Jurors in Newfoundland and Labrador’s Supreme Court delivered the verdict Sunday morning after deliberating since Wednesday evening. He was accused of murdering Jennifer Hillier-Penney in St. Anthony, N.L. in 2016.
RCMP officers posed as crime bosses in a “Mr. Big” sting operation designed to win Penney’s trust and extract a confession from the man.
As part of the four-year sting, officers befriended Penney, giving false names and identities, and had Penney perform various tasks for a fake criminal organization across the country.
Penney told undercover officers in November 2023, nearly seven years after Jennifer Hillier-Penney was last seen in St. Anthony, that his estranged wife died during a heated argument when he pushed her, and she unintentionally fell down a set of stairs.
He described placing Jennifer Hillier-Penney’s body in a bag, hiding it from their daughter, and eventually dumping it in the ocean.
“I took her up to the bay, where my cabin was, and just took her offshore in my boat. That’s where she is. She’ll never be seen,” Penney told an officer in November 2023.
It was one of two apparent admissions by Penney that were covertly recorded and presented as evidence by prosecutors in the trial. In a second, just days later, Penney said he struck his wife with a “mallet hammer” in an attempt to “make sure that she wouldn’t be waking up, or anything like that.”
Those recorded statements were key evidence for the crown, who argued that Penney was jealous that his estranged wife may have been starting a new relationship, and alleged Penney was motivated by a desire not to proceed with a divorce and have to split his marital assets.
Crown prosecutor Shawn Patten told the jury Penney made those statements because he wanted the criminal organization’s help to cover up the murder.
“We know he killed his wife,” Patten said in closing arguments. “He admitted it to an organization he wanted to be a part of.”
Penney’s attorney argued instead that the accused was intimidated by the fake crime bosses and was simply creating stories based on what he thought they wanted to hear.

Penney pleaded not guilty to the charges and maintained he had nothing to do with Jennifer Hillier-Penney’s disappearance.
Defence attorney Jeff Brace said during his closing arguments Tuesday there’s no definitive proof that Jennifer Hillier-Penney is even dead, and alleged police did not do enough to investigate potential sightings or alternate theories of what happened to the woman.

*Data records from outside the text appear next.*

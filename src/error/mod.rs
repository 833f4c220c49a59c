// Error types for the strum evaluation crate
//
// This module defines typed errors for the analysis core and the dataset
// harness, with numeric codes for structured reporting.

mod analysis;
mod dataset;

pub use analysis::{log_analysis_error, AnalysisError, AnalysisErrorCodes};
pub use dataset::{log_dataset_error, DatasetError, DatasetErrorCodes};

/// Error codes for structured error reporting
///
/// This trait provides a standard way to get error codes and messages
/// from custom error types, so the CLI and logs report failures
/// consistently.
pub trait ErrorCode {
    /// Get the numeric error code
    fn code(&self) -> i32;

    /// Get the human-readable error message
    fn message(&self) -> String;
}
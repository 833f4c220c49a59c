use std::path::{Path, PathBuf};
use std::process::ExitCode;

use anyhow::{Context, Result};
use clap::{Parser, Subcommand};
use strum_eval::analysis::classify_example;
use strum_eval::config::AppConfig;
use strum_eval::dataset::{loaders, DatasetCatalog};
use strum_eval::evaluation::{evaluate_corpus_with, report};
use strum_eval::synthetic::{alternating_strums, SyntheticSpec};

#[derive(Parser, Debug)]
#[command(
    name = "strum_cli",
    about = "Strumming direction detector and evaluation harness"
)]
struct Cli {
    /// Increase log output on stderr (-v info, -vv debug)
    #[arg(short, long, action = clap::ArgAction::Count, global = true)]
    verbose: u8,
    #[command(subcommand)]
    command: Commands,
}

#[derive(Subcommand, Debug)]
enum Commands {
    /// Evaluate every example in a dataset directory
    Evaluate {
        #[arg(long)]
        dataset_dir: PathBuf,
        /// JSON configuration overriding the defaults
        #[arg(long)]
        config: Option<PathBuf>,
        /// Also write the full report as JSON
        #[arg(long)]
        output: Option<PathBuf>,
        /// Skip failing examples instead of aborting
        #[arg(long)]
        continue_on_error: bool,
    },
    /// Classify the strums of a single recording
    Detect {
        #[arg(long)]
        audio: PathBuf,
        #[arg(long)]
        motion: PathBuf,
        #[arg(long)]
        config: Option<PathBuf>,
    },
    /// List the examples found in a dataset directory
    List {
        #[arg(long)]
        dataset_dir: PathBuf,
    },
    /// Write a synthetic example into a directory
    Synth {
        #[arg(long)]
        output_dir: PathBuf,
        #[arg(long)]
        name: String,
        #[arg(long, default_value_t = 5)]
        strums: usize,
    },
}

fn main() -> ExitCode {
    match run() {
        Ok(code) => code,
        Err(err) => {
            eprintln!("Error: {err:?}");
            ExitCode::from(1)
        }
    }
}

fn run() -> Result<ExitCode> {
    let cli = Cli::parse();
    strum_eval::init_logging(cli.verbose);

    match cli.command {
        Commands::Evaluate {
            dataset_dir,
            config,
            output,
            continue_on_error,
        } => run_evaluate(&dataset_dir, config.as_deref(), output, continue_on_error),
        Commands::Detect {
            audio,
            motion,
            config,
        } => run_detect(&audio, &motion, config.as_deref()),
        Commands::List { dataset_dir } => run_list(&dataset_dir),
        Commands::Synth {
            output_dir,
            name,
            strums,
        } => run_synth(&output_dir, &name, strums),
    }
}

fn load_config(path: Option<&Path>) -> Result<AppConfig> {
    match path {
        Some(path) => AppConfig::load_strict(path)
            .with_context(|| format!("loading config {}", path.display())),
        None => Ok(AppConfig::default()),
    }
}

fn run_evaluate(
    dataset_dir: &Path,
    config_path: Option<&Path>,
    output_path: Option<PathBuf>,
    continue_on_error: bool,
) -> Result<ExitCode> {
    let mut config = load_config(config_path)?;
    config.evaluation.continue_on_error |= continue_on_error;

    let catalog = DatasetCatalog::new(dataset_dir);
    let corpus = evaluate_corpus_with(&catalog, &config, |example| {
        print!("{}", report::format_example(example));
    })
    .with_context(|| format!("evaluating dataset {}", dataset_dir.display()))?;

    print!("{}", report::format_summary(&corpus));

    if let Some(path) = output_path {
        report::write_json(&corpus, &path)
            .with_context(|| format!("writing {}", path.display()))?;
    }

    Ok(ExitCode::from(0))
}

fn run_detect(audio: &Path, motion: &Path, config_path: Option<&Path>) -> Result<ExitCode> {
    let config = load_config(config_path)?;
    let waveform = loaders::load_waveform(audio, config.audio.target_sample_rate)?;
    let motion = loaders::load_motion(motion)?;

    let estimate = classify_example(
        &waveform.samples,
        waveform.sample_rate,
        &motion.values,
        &motion.timestamps,
        &config,
    )
    .with_context(|| format!("classifying {}", audio.display()))?;

    println!("{}", serde_json::to_string_pretty(&estimate)?);
    Ok(ExitCode::from(0))
}

fn run_list(dataset_dir: &Path) -> Result<ExitCode> {
    let catalog = DatasetCatalog::new(dataset_dir);
    let examples = catalog.discover()?;
    if examples.is_empty() {
        println!("No examples found under {}", catalog.root().display());
        return Ok(ExitCode::from(0));
    }

    for files in examples {
        let status = match files.verify() {
            Ok(()) => "ok".to_string(),
            Err(err) => err.to_string(),
        };
        println!("{} -> {}", files.id, status);
    }
    Ok(ExitCode::from(0))
}

fn run_synth(output_dir: &Path, name: &str, strums: usize) -> Result<ExitCode> {
    let first = 0.5;
    let interval = 0.5;
    let spec = SyntheticSpec {
        duration_secs: first + strums as f64 * interval,
        ..SyntheticSpec::default()
    }
    .with_strums(alternating_strums(strums, first, interval));

    let files = spec
        .build()
        .write_to(output_dir, name)
        .with_context(|| format!("writing synthetic example to {}", output_dir.display()))?;

    println!("{}", files.labels.display());
    Ok(ExitCode::from(0))
}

He said prosecutors had little evidence tying Penney to the murders, other than the two purported confessions that are inconsistent.
“A false confession can be given when your life depends on it,” Brace told jurors, arguing Penney was intimidated by the guns and the criminal activity that was purportedly on display.
Penney was arrested by the RCMP at the Deer Lake airport in December 2023, shortly after giving that second disputed confession to the undercover officers.